Dicho lo anterior, y abordando los cambios de residencia fiscal entre países, hay que empezar señalando que es un ejercicio desaconsejable sin un previo asesoramiento profesional, no sólo por el escepticismo -por no decir, en ocasiones, hostilidad- frecuentemente mostrada por la Administración Tributaria del país saliente, con la consiguiente lucha por retener la residencia fiscal de la persona en cuestión, sino por las potenciales implicaciones fiscales adversas que pueden derivarse de dicho cambio.
Por otra parte, no debe osarse realizar cambios de residencia virtuales, práctica de tiempos pretéritos que tampoco "funcionaba", toda vez que la monitorización de un contribuyente llega hasta la geolocalización por el móvil -aunque los tribunales intenten que se respete el derecho a la intimidad digital constitucionalmente protegido como derecho fundamental en el artículo 18 de la Carta Magna-, seguimiento del uso de tarjetas de crédito y testimonios de supuestos vecinos, por lo que no debe nunca infravalorarse la capacidad de control del Fisco.
Cambiar de residencia fiscal es algo absolutamente legítimo y cada vez más frecuente, atendida la creciente comunidad de expatriados por motivos de trabajo o la generalización del teletrabajo
A mayor abundamiento, cuando media un convenio para evitar la doble imposición internacional siguiendo el modelo OCDE, la compleja aplicación de las conocidas como "tie-breaker rules" (reglas para dirimir la anómala situación de dualidad de residencia fiscal) implican bajar a un nivel de detalle sorprendente en resultados, tales como computar como día de residencia unas pocas horas, o a equiparar a vivienda a disposición un aparthotel regularmente frecuentado con enseres personales.
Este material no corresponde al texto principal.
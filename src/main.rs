use std::net::SocketAddr;
use std::sync::Arc;

use anyhow::Context;
use dotenvy::dotenv;
use tokio::net::TcpListener;
use tracing::{error, info, warn};

use stations::logging::{init_tracing, shutdown_tracer};
use stations::metrics::{init_metrics, metrics_app};
use stations::router::init_router;
use stations::server::{drain, shutdown_outcome, shutdown_signal};
use stations::state::AppState;
use stations_auth::Authenticator;
use stations_config::{AuthConfig, CorsConfig, DatabaseConfig, TraceConfig, WebConfig};
use stations_db::{AccountStore, PgAccountStore, lazy_db_pool};

#[tokio::main]
async fn main() {
    dotenv().ok();

    if let Err(e) = run().await {
        error!(error = ?e, "Service failed");
        eprintln!("error: {e:#}");
        std::process::exit(1);
    }
}

async fn run() -> anyhow::Result<()> {
    let trace_config = TraceConfig::from_env();
    init_tracing(&trace_config)?;

    let web_config = WebConfig::from_env();
    let cors_config = CorsConfig::from_env();
    let auth_config = AuthConfig::from_env();
    let db_config = DatabaseConfig::from_env().context("DATABASE_URL must be set")?;

    info!(
        web = ?web_config,
        database = ?db_config,
        auth_key_id = %auth_config.key_id,
        algorithm = %auth_config.algorithm,
        origins = ?cors_config.allowed_origins,
        "Starting service"
    );

    let metrics_handle = init_metrics(&trace_config)?;

    let authenticator = Authenticator::from_config(&auth_config).context("loading key material")?;
    info!(kids = ?authenticator.public_keys().kids(), "Authenticator ready");

    let db = lazy_db_pool(&db_config).context("configuring database pool")?;
    let accounts = Arc::new(PgAccountStore::new(db.clone()));
    accounts
        .timing_hash()
        .map_err(|e| anyhow::anyhow!("preparing login timing hash: {e}"))?;

    let state = AppState::new(
        db,
        accounts,
        Arc::new(authenticator),
        web_config.clone(),
        cors_config,
    );
    let escalation = state.shutdown.clone();
    let stop = escalation.child_token();

    if let Some(handle) = metrics_handle {
        let debug_listener = TcpListener::bind(web_config.debug_address.as_str())
            .await
            .with_context(|| format!("binding debug listener {}", web_config.debug_address))?;
        info!(address = %web_config.debug_address, "Debug listener started");

        let debug_stop = stop.clone();
        tokio::spawn(async move {
            let served = axum::serve(debug_listener, metrics_app(handle))
                .with_graceful_shutdown(debug_stop.cancelled_owned())
                .await;
            if let Err(e) = served {
                warn!(error = %e, "Debug listener stopped");
            }
        });
    }

    let app = init_router(state);
    let listener = TcpListener::bind(web_config.address.as_str())
        .await
        .with_context(|| format!("binding API listener {}", web_config.address))?;
    info!(address = %web_config.address, "API listener started");

    let server = axum::serve(
        listener,
        app.into_make_service_with_connect_info::<SocketAddr>(),
    )
    .with_graceful_shutdown(shutdown_signal(stop.clone()));

    drain(server, stop, web_config.shutdown_timeout).await?;

    info!("Shutdown complete");
    let outcome = shutdown_outcome(&escalation);
    shutdown_tracer().await;

    outcome
}
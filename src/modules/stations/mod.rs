pub mod controller;
pub mod model;
pub mod router;
pub mod service;

pub use model::*;
pub use router::{init_stations_admin_router, init_stations_router};
pub use service::StationService;
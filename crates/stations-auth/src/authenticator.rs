//! The process-wide token signer and verifier.

use std::fmt;
use std::fs;
use std::path::Path;
use std::str::FromStr;

use chrono::{DateTime, Duration, Utc};
use jsonwebtoken::{Algorithm, EncodingKey};

use stations_config::AuthConfig;

use crate::claims::Claims;
use crate::keys::{PublicKeys, is_rsa};
use crate::roles::Role;
use crate::token::{self, TokenError};

/// Holds the private signing key, the key-id it is published under, and every
/// public key accepted for verification.
///
/// Built once at startup and shared read-only between requests.
pub struct Authenticator {
    signing_key: EncodingKey,
    key_id: String,
    algorithm: Algorithm,
    public_keys: PublicKeys,
    token_ttl: Duration,
}

impl Authenticator {
    /// Creates an authenticator issuing tokens valid for one hour.
    ///
    /// # Errors
    ///
    /// Returns [`TokenError::Key`] if:
    /// - `key_id` is empty or `algorithm` is not an RSA algorithm
    /// - the private key cannot be parsed
    /// - `public_keys` holds no key for `key_id`
    ///
    /// Returns [`TokenError::Signing`] if the private key cannot sign, or
    /// [`TokenError::Signature`] if the public key registered for `key_id`
    /// does not belong to it.
    pub fn new(
        private_key_pem: &[u8],
        key_id: impl Into<String>,
        algorithm: Algorithm,
        public_keys: PublicKeys,
    ) -> Result<Self, TokenError> {
        let key_id = key_id.into();

        if key_id.trim().is_empty() {
            return Err(TokenError::Key("key id must not be empty".to_string()));
        }
        if !is_rsa(algorithm) {
            return Err(TokenError::Key(format!(
                "algorithm {algorithm:?} is not an RSA algorithm"
            )));
        }
        if !public_keys.contains(&key_id) {
            return Err(TokenError::Key(format!(
                "no public key registered for active key id {key_id:?}"
            )));
        }

        let signing_key = EncodingKey::from_rsa_pem(private_key_pem)
            .map_err(|e| TokenError::Key(format!("parsing private key: {e}")))?;

        let authenticator = Self {
            signing_key,
            key_id,
            algorithm,
            public_keys,
            token_ttl: Duration::hours(1),
        };
        authenticator.self_check()?;

        Ok(authenticator)
    }

    /// Loads key material from the files named in `config`.
    pub fn from_config(config: &AuthConfig) -> Result<Self, TokenError> {
        let algorithm = Algorithm::from_str(&config.algorithm)
            .map_err(|_| TokenError::Key(format!("unknown algorithm {:?}", config.algorithm)))?;

        let mut public_keys = PublicKeys::new();
        public_keys.insert_pem(&config.key_id, &read_pem(&config.public_key_file)?, algorithm)?;
        for (kid, path) in &config.additional_public_keys {
            public_keys.insert_pem(kid, &read_pem(path)?, algorithm)?;
        }

        let private_key = read_pem(&config.private_key_file)?;
        let token_ttl = Duration::from_std(config.token_ttl)
            .map_err(|e| TokenError::Key(format!("token lifetime out of range: {e}")))?;

        Self::new(&private_key, &config.key_id, algorithm, public_keys)?.with_token_ttl(token_ttl)
    }

    /// Tokens must expire after they are issued, so a lifetime that is not
    /// positive is a [`TokenError::Key`].
    pub fn with_token_ttl(mut self, token_ttl: Duration) -> Result<Self, TokenError> {
        if token_ttl <= Duration::zero() {
            return Err(TokenError::Key(format!(
                "token lifetime must be positive, got {}s",
                token_ttl.num_seconds()
            )));
        }
        self.token_ttl = token_ttl;
        Ok(self)
    }

    pub fn key_id(&self) -> &str {
        &self.key_id
    }

    pub fn algorithm(&self) -> Algorithm {
        self.algorithm
    }

    pub fn token_ttl(&self) -> Duration {
        self.token_ttl
    }

    pub fn public_keys(&self) -> &PublicKeys {
        &self.public_keys
    }

    /// Claims for `subject` valid from `now` for the configured token lifetime.
    pub fn new_claims(
        &self,
        subject: impl Into<String>,
        roles: impl IntoIterator<Item = Role>,
        now: DateTime<Utc>,
    ) -> Claims {
        Claims::new(subject, roles, now, self.token_ttl)
    }

    pub fn generate_token(&self, claims: &Claims) -> Result<String, TokenError> {
        token::generate_token(claims, &self.signing_key, &self.key_id, self.algorithm)
    }

    pub fn parse_claims(&self, token: &str) -> Result<Claims, TokenError> {
        token::parse_and_verify(token, &self.public_keys)
    }

    pub fn parse_claims_at(&self, token: &str, now: DateTime<Utc>) -> Result<Claims, TokenError> {
        token::parse_and_verify_at(token, &self.public_keys, now)
    }

    // Signs and verifies a throwaway token so a mismatched key pair fails at
    // startup rather than on the first login.
    fn self_check(&self) -> Result<(), TokenError> {
        let now = Utc::now();
        let probe = Claims::new("self-check", [Role::Station], now, Duration::minutes(1));
        let token = self.generate_token(&probe)?;
        self.parse_claims_at(&token, now).map(|_| ())
    }
}

impl fmt::Debug for Authenticator {
    fn fmt(&self, f: &mut fmt::Formatter<'_>) -> fmt::Result {
        f.debug_struct("Authenticator")
            .field("key_id", &self.key_id)
            .field("algorithm", &self.algorithm)
            .field("public_keys", &self.public_keys)
            .field("token_ttl", &self.token_ttl)
            .finish_non_exhaustive()
    }
}

fn read_pem(path: &Path) -> Result<Vec<u8>, TokenError> {
    fs::read(path).map_err(|e| TokenError::Key(format!("reading {}: {e}", path.display())))
}
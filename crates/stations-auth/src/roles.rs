use std::fmt;
use std::str::FromStr;

use serde::{Deserialize, Serialize};
use thiserror::Error;

/// Roles an account can hold. Stored and serialized in upper case.
#[derive(Debug, Clone, Copy, PartialEq, Eq, PartialOrd, Ord, Hash, Serialize, Deserialize)]
#[serde(rename_all = "UPPERCASE")]
pub enum Role {
    Admin,
    Station,
}

#[derive(Debug, Clone, PartialEq, Eq, Error)]
#[error("unknown role {0:?}")]
pub struct UnknownRole(pub String);

impl Role {
    pub const ALL: [Role; 2] = [Role::Admin, Role::Station];

    pub fn as_str(&self) -> &'static str {
        match self {
            Role::Admin => "ADMIN",
            Role::Station => "STATION",
        }
    }
}

impl fmt::Display for Role {
    fn fmt(&self, f: &mut fmt::Formatter<'_>) -> fmt::Result {
        f.write_str(self.as_str())
    }
}

impl FromStr for Role {
    type Err = UnknownRole;

    fn from_str(s: &str) -> Result<Self, Self::Err> {
        match s.trim().to_ascii_uppercase().as_str() {
            "ADMIN" => Ok(Role::Admin),
            "STATION" => Ok(Role::Station),
            _ => Err(UnknownRole(s.to_string())),
        }
    }
}
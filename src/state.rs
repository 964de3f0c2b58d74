use std::sync::Arc;

use sqlx::PgPool;
use tokio_util::sync::CancellationToken;

use stations_auth::Authenticator;
use stations_config::{CorsConfig, WebConfig};
use stations_db::AccountStore;

#[derive(Clone)]
pub struct AppState {
    pub db: PgPool,
    pub accounts: Arc<dyn AccountStore>,
    pub authenticator: Arc<Authenticator>,
    pub web_config: WebConfig,
    pub cors_config: CorsConfig,
    /// Cancelled by the request pipeline when the server must stop. The process
    /// then exits with an error once in-flight requests have drained.
    pub shutdown: CancellationToken,
}

impl AppState {
    pub fn new(
        db: PgPool,
        accounts: Arc<dyn AccountStore>,
        authenticator: Arc<Authenticator>,
        web_config: WebConfig,
        cors_config: CorsConfig,
    ) -> Self {
        Self {
            db,
            accounts,
            authenticator,
            web_config,
            cors_config,
            shutdown: CancellationToken::new(),
        }
    }
}
use std::sync::Arc;

use axum::{
    extract::{FromRequestParts, Request, State},
    http::request::Parts,
    middleware::Next,
    response::Response,
};
use axum_extra::headers::{Authorization, HeaderMapExt, authorization::Bearer};
use tracing::debug;
use uuid::Uuid;

use stations_auth::{Authenticator, Claims, Role};
use stations_core::AppError;

use crate::metrics::track_authentication_failure;

/// Claims of the caller, placed in the request extensions by [`authenticate`].
///
/// Extracting it on a route without authentication is a wiring bug and
/// escalates to a shutdown.
#[derive(Debug, Clone)]
pub struct AuthUser(pub Claims);

impl AuthUser {
    pub fn has_role(&self, role: Role) -> bool {
        self.0.has_role(role)
    }

    pub fn account_id(&self) -> Result<Uuid, AppError> {
        Uuid::parse_str(&self.0.sub)
            .map_err(|_| AppError::unauthorized("invalid subject in token"))
    }
}

impl<S> FromRequestParts<S> for AuthUser
where
    S: Send + Sync,
{
    type Rejection = AppError;

    async fn from_request_parts(parts: &mut Parts, _state: &S) -> Result<Self, Self::Rejection> {
        parts
            .extensions
            .get::<Claims>()
            .cloned()
            .map(AuthUser)
            .ok_or_else(|| {
                AppError::shutdown("claims missing from request context; route is not authenticated")
            })
    }
}

/// Verifies the bearer token and stores its [`Claims`] for later stages.
///
/// Every verification failure yields the same 401 so clients cannot tell an
/// expired token from a forged one.
pub async fn authenticate(
    State(authenticator): State<Arc<Authenticator>>,
    mut req: Request,
    next: Next,
) -> Result<Response, AppError> {
    let Some(Authorization(bearer)) = req.headers().typed_get::<Authorization<Bearer>>() else {
        track_authentication_failure("missing_bearer");
        return Err(AppError::unauthorized(
            "expected authorization header format: Bearer <token>",
        ));
    };

    let claims = authenticator.parse_claims(bearer.token()).map_err(|err| {
        debug!(error = %err, "Bearer token rejected");
        track_authentication_failure("invalid_token");
        AppError::unauthorized("unauthorized")
    })?;

    req.extensions_mut().insert(claims);
    Ok(next.run(req).await)
}
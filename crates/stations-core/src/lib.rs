//! # Stations Core
//!
//! Core types shared by every crate in the Stations API workspace:
//!
//! - [`errors`]: the application error taxonomy and its HTTP rendering
//! - [`password`]: bcrypt password hashing and verification
//! - [`patch`]: tri-state update fields for partial updates

pub mod errors;
pub mod password;
pub mod patch;

pub use errors::{AppError, ErrorResponse, FieldError, ShutdownRequested};
pub use password::{DEFAULT_COST, hash_password, hash_password_with_cost, verify_password};
pub use patch::Patch;
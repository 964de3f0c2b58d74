//! # Stations Models
//!
//! Domain models and request DTOs:
//!
//! - [`account`]: accounts that can log in and own stations
//! - [`station_type`]: categories of station
//! - [`station`]: stations belonging to a station type

pub mod account;
pub mod station;
pub mod station_type;
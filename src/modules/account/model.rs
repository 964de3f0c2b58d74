pub use stations_models::account::{Account, NewAccount, TokenResponse};
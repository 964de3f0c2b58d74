use std::fs;
use std::net::SocketAddr;

use anyhow::Context;
use axum::{
    extract::{ConnectInfo, MatchedPath, Request},
    middleware::Next,
    response::Response,
};
use opentelemetry::{KeyValue, global, trace::TraceError};
use opentelemetry_otlp::WithExportConfig;
use opentelemetry_sdk::{
    Resource,
    propagation::TraceContextPropagator,
    runtime,
    trace::{RandomIdGenerator, Sampler, Tracer},
};
use opentelemetry_semantic_conventions::resource::{SERVICE_NAME, SERVICE_VERSION};
use tracing::{Instrument, error, info, info_span, warn};
use tracing_appender::rolling::{RollingFileAppender, Rotation};
use tracing_subscriber::{EnvFilter, Layer, fmt, layer::SubscriberExt, util::SubscriberInitExt};

use stations_config::TraceConfig;
use stations_core::AppError;

use crate::middleware::request_values::RequestValues;

/// Logs one line per request once the handler chain has finished.
///
/// Needs [`RequestValues`] from the outer pipeline; without them the request
/// is failed as a shutdown condition because the pipeline is miswired.
pub async fn logging_middleware(req: Request, next: Next) -> Result<Response, AppError> {
    let values = req
        .extensions()
        .get::<RequestValues>()
        .cloned()
        .ok_or_else(|| AppError::shutdown("request values missing from request context"))?;

    let method = req.method().clone();
    let path = req
        .extensions()
        .get::<MatchedPath>()
        .map(|p| p.as_str().to_string())
        .unwrap_or_else(|| req.uri().path().to_string());
    let remote = req
        .extensions()
        .get::<ConnectInfo<SocketAddr>>()
        .map(|ConnectInfo(addr)| addr.to_string())
        .unwrap_or_else(|| "-".to_string());

    info!(
        trace_id = %values.trace_id,
        method = %method,
        path = %path,
        remote = %remote,
        "request started"
    );

    let span = info_span!("request", trace_id = %values.trace_id, method = %method, path = %path);
    let response = next.run(req).instrument(span).await;

    // Handlers that short-circuit above the metrics layer never record a status.
    let status = values.status().unwrap_or_else(|| response.status());
    let latency_ms = values.elapsed().as_millis();

    match status.as_u16() {
        500..=599 => error!(
            trace_id = %values.trace_id,
            method = %method,
            path = %path,
            remote = %remote,
            status = status.as_u16(),
            latency_ms = %latency_ms,
            "request completed"
        ),
        400..=499 => warn!(
            trace_id = %values.trace_id,
            method = %method,
            path = %path,
            remote = %remote,
            status = status.as_u16(),
            latency_ms = %latency_ms,
            "request completed"
        ),
        _ => info!(
            trace_id = %values.trace_id,
            method = %method,
            path = %path,
            remote = %remote,
            status = status.as_u16(),
            latency_ms = %latency_ms,
            "request completed"
        ),
    }

    if values.is_past_deadline() {
        warn!(
            trace_id = %values.trace_id,
            path = %path,
            latency_ms = %latency_ms,
            "request finished after its deadline"
        );
    }

    Ok(response)
}

fn init_tracer(config: &TraceConfig) -> Result<Tracer, TraceError> {
    global::set_text_map_propagator(TraceContextPropagator::new());

    let resource = Resource::new(vec![
        KeyValue::new(SERVICE_NAME, config.service_name.clone()),
        KeyValue::new(SERVICE_VERSION, env!("CARGO_PKG_VERSION")),
        KeyValue::new("environment", config.environment.clone()),
    ]);

    let otlp_exporter = opentelemetry_otlp::new_exporter()
        .tonic()
        .with_endpoint(config.otlp_endpoint.clone());

    opentelemetry_otlp::new_pipeline()
        .tracing()
        .with_exporter(otlp_exporter)
        .with_trace_config(
            opentelemetry_sdk::trace::Config::default()
                .with_sampler(Sampler::ParentBased(Box::new(Sampler::TraceIdRatioBased(
                    config.probability,
                ))))
                .with_id_generator(RandomIdGenerator::default())
                .with_resource(resource),
        )
        .install_batch(runtime::Tokio)
}

/// Installs the global subscriber: compact console output, a daily error log,
/// a daily JSON log and, when enabled, OTLP span export.
pub fn init_tracing(config: &TraceConfig) -> anyhow::Result<()> {
    fs::create_dir_all(&config.log_dir)
        .with_context(|| format!("creating log directory {}", config.log_dir))?;

    let console_filter = EnvFilter::try_from_default_env().unwrap_or_else(|_| {
        EnvFilter::new(format!(
            "{}=info,stations_db=info,tower_http=warn,hyper=info,tonic=info",
            env!("CARGO_CRATE_NAME")
        ))
    });

    let console_layer = fmt::layer()
        .with_target(false)
        .with_file(true)
        .with_line_number(true)
        .compact()
        .with_filter(console_filter);

    let file_layer = fmt::layer()
        .with_writer(RollingFileAppender::new(
            Rotation::DAILY,
            &config.log_dir,
            "stations.log",
        ))
        .with_target(false)
        .with_file(true)
        .with_line_number(true)
        .with_ansi(false)
        .with_filter(EnvFilter::new("error"));

    let json_layer = fmt::layer()
        .json()
        .with_writer(RollingFileAppender::new(
            Rotation::DAILY,
            &config.log_dir,
            "stations.json",
        ))
        .with_current_span(true)
        .with_span_list(true)
        .with_filter(EnvFilter::new("info"));

    let registry = tracing_subscriber::registry()
        .with(console_layer)
        .with(file_layer)
        .with(json_layer);

    if !config.enabled {
        registry.try_init().context("installing tracing subscriber")?;
        info!("tracing initialized without span export");
        return Ok(());
    }

    match init_tracer(config) {
        Ok(tracer) => {
            registry
                .with(tracing_opentelemetry::layer().with_tracer(tracer))
                .try_init()
                .context("installing tracing subscriber")?;
            info!(
                endpoint = %config.otlp_endpoint,
                probability = config.probability,
                "tracing initialized with OTLP export"
            );
        }
        Err(e) => {
            registry.try_init().context("installing tracing subscriber")?;
            warn!(error = %e, "OTLP exporter unavailable, continuing with local logs only");
        }
    }

    Ok(())
}

pub async fn shutdown_tracer() {
    info!("flushing trace exporter");
    global::shutdown_tracer_provider();
}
Por no comentar la enorme miga que tiene el concepto "centro de intereses vitales", con la obligada distinción entre los vínculos económicos, a su vez desdoblados entre país de obtención de renta y país/es de ubicación del patrimonio, y los personales, esa vis atractiva que supone la familia pero que en España constituye una presunción rebatible; y determinante conocer el criterio del Tribunal Supremo, la Audiencia Nacional y la Dirección General de Tributos al respecto.
En resumen, cambiar de residencia fiscal es algo absolutamente legítimo y cada vez más frecuente, atendida la creciente comunidad de expatriados por motivos de trabajo, la generalización del teletrabajo que acentuó la Covid-19 y las notorias diferencias de presión fiscal que pueden llegar a haber entre dos países, o incluso en un mismo país entre dos regiones, pero dicho ejercicio debe realizarse no alegremente sino profesionalmente orientado y con suma cautela, pues implica atravesar un “campo de minas” con potenciales consecuencias fiscales adversas, la aplicación de reglas antiabuso que llevan a ignorar el cambio en determinados supuestos, y es una práctica que siempre está en el foco de la inspección, por lo que si se lleva a cabo, debe ser impecablemente, pues de lo contrario mejor quedarse donde uno reside.